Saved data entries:

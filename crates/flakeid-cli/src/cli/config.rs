use core::time::Duration;

use anyhow::bail;
use clap::{Parser, Subcommand, ValueEnum};
use flakeid::{BitLayout, DEFAULT_EPOCH, WallClock};

/// Command-line arguments for the `flakeid` binary.
///
/// Global settings describe the generator identity shared by every
/// subcommand. Each can also be supplied through the environment (or a `.env`
/// file), which is how a deployment pins a node's generator id.
#[derive(Parser, Debug, Clone)]
#[command(
    name = "flakeid",
    version,
    about = "Generate, inspect and benchmark Snowflake-style 64-bit IDs"
)]
pub struct CliArgs {
    /// Generator (node) id embedded in every identifier.
    ///
    /// Must fit the generator field of the selected layout: `[0, 1024)` for
    /// `default`, `[0, 512)` for `wide-sequence`.
    ///
    /// Environment variable: `FLAKEID_GENERATOR_ID`
    #[arg(long, env = "FLAKEID_GENERATOR_ID", default_value_t = 0, global = true)]
    pub generator_id: u64,

    /// Epoch in milliseconds since 1970-01-01 UTC. Defaults to 2013-01-01.
    ///
    /// Environment variable: `FLAKEID_EPOCH_MS`
    #[arg(
        long,
        env = "FLAKEID_EPOCH_MS",
        default_value_t = DEFAULT_EPOCH.as_millis() as u64,
        global = true
    )]
    pub epoch_ms: u64,

    /// Bit layout of the identifiers.
    ///
    /// Environment variable: `FLAKEID_LAYOUT`
    #[arg(
        long,
        env = "FLAKEID_LAYOUT",
        value_enum,
        default_value_t = LayoutArg::Default,
        global = true
    )]
    pub layout: LayoutArg,

    #[command(subcommand)]
    pub command: Command,
}

/// Named bit layouts selectable from the command line.
#[derive(ValueEnum, Debug, Clone, Copy, PartialEq, Eq)]
pub enum LayoutArg {
    /// 42 time bits, 10 generator bits, 12 sequence bits.
    Default,
    /// 42 time bits, 9 generator bits, 13 sequence bits.
    WideSequence,
}

impl From<LayoutArg> for BitLayout {
    fn from(arg: LayoutArg) -> Self {
        match arg {
            LayoutArg::Default => Self::DEFAULT,
            LayoutArg::WideSequence => Self::WIDE_SEQUENCE,
        }
    }
}

#[derive(Subcommand, Debug, Clone, PartialEq, Eq)]
pub enum Command {
    /// Print freshly generated identifiers, one per line.
    Generate {
        /// How many identifiers to generate.
        #[arg(short = 'n', long, default_value_t = 1)]
        count: usize,

        /// Print the numeric value instead of the compact string.
        #[arg(long)]
        numeric: bool,
    },

    /// Split an identifier into its fields.
    Decompose {
        /// A big-endian compact string (as printed by `generate`) or a
        /// decimal integer.
        id: String,
    },

    /// Convert between numbers and little-endian compact strings.
    Convert {
        #[command(subcommand)]
        direction: Convert,
    },

    /// Generate identifiers from several threads and check they never collide.
    Bench {
        /// Number of worker threads.
        #[arg(short, long, default_value_t = num_cpus::get())]
        workers: usize,

        /// Identifiers generated by each worker.
        #[arg(short, long, default_value_t = 100_000)]
        ids: usize,

        /// How workers obtain identifiers.
        #[arg(short, long, value_enum, default_value_t = BenchMode::PerWorker)]
        mode: BenchMode,
    },
}

#[derive(Subcommand, Debug, Clone, PartialEq, Eq)]
pub enum Convert {
    /// Parse a little-endian compact string into its numeric value.
    ToLong { text: String },
    /// Render a numeric value as a little-endian compact string.
    ToText { value: u64 },
}

/// Concurrency pattern exercised by `bench`.
#[derive(ValueEnum, Debug, Clone, Copy, PartialEq, Eq)]
pub enum BenchMode {
    /// One generator per worker, with consecutive generator ids.
    PerWorker,
    /// One generator shared behind a mutex.
    Lock,
    /// One generator shared through a compare-and-swap state word.
    Atomic,
}

#[derive(Debug, Clone)]
pub struct Config {
    pub generator_id: u64,
    pub epoch: Duration,
    pub layout: BitLayout,
    pub command: Command,
}

impl TryFrom<CliArgs> for Config {
    type Error = anyhow::Error;

    fn try_from(args: CliArgs) -> Result<Self, Self::Error> {
        let layout = BitLayout::from(args.layout);
        let epoch = Duration::from_millis(args.epoch_ms);

        if u128::from(args.generator_id) >= layout.generator_count() {
            bail!(
                "FLAKEID_GENERATOR_ID ({}) exceeds the generator id space of the {:?} layout (max = {})",
                args.generator_id,
                args.layout,
                layout.max_generator_id()
            );
        }

        // Surface a future epoch before any command runs.
        WallClock::with_epoch(epoch)?;

        if let Command::Bench { workers, ids, mode } = &args.command {
            if *workers == 0 {
                bail!("--workers must be greater than 0");
            }
            if *ids == 0 {
                bail!("--ids must be greater than 0");
            }
            let available = layout.generator_count() - u128::from(args.generator_id);
            if *mode == BenchMode::PerWorker && *workers as u128 > available {
                bail!(
                    "--workers ({workers}) exceeds the {available} generator ids available from FLAKEID_GENERATOR_ID ({})",
                    args.generator_id
                );
            }
        }

        Ok(Self {
            generator_id: args.generator_id,
            epoch,
            layout,
            command: args.command,
        })
    }
}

Problem statement: Every line of the data above that contains the word "LayoutArg" should be counted; please give the total alone.

Solution for this task: 7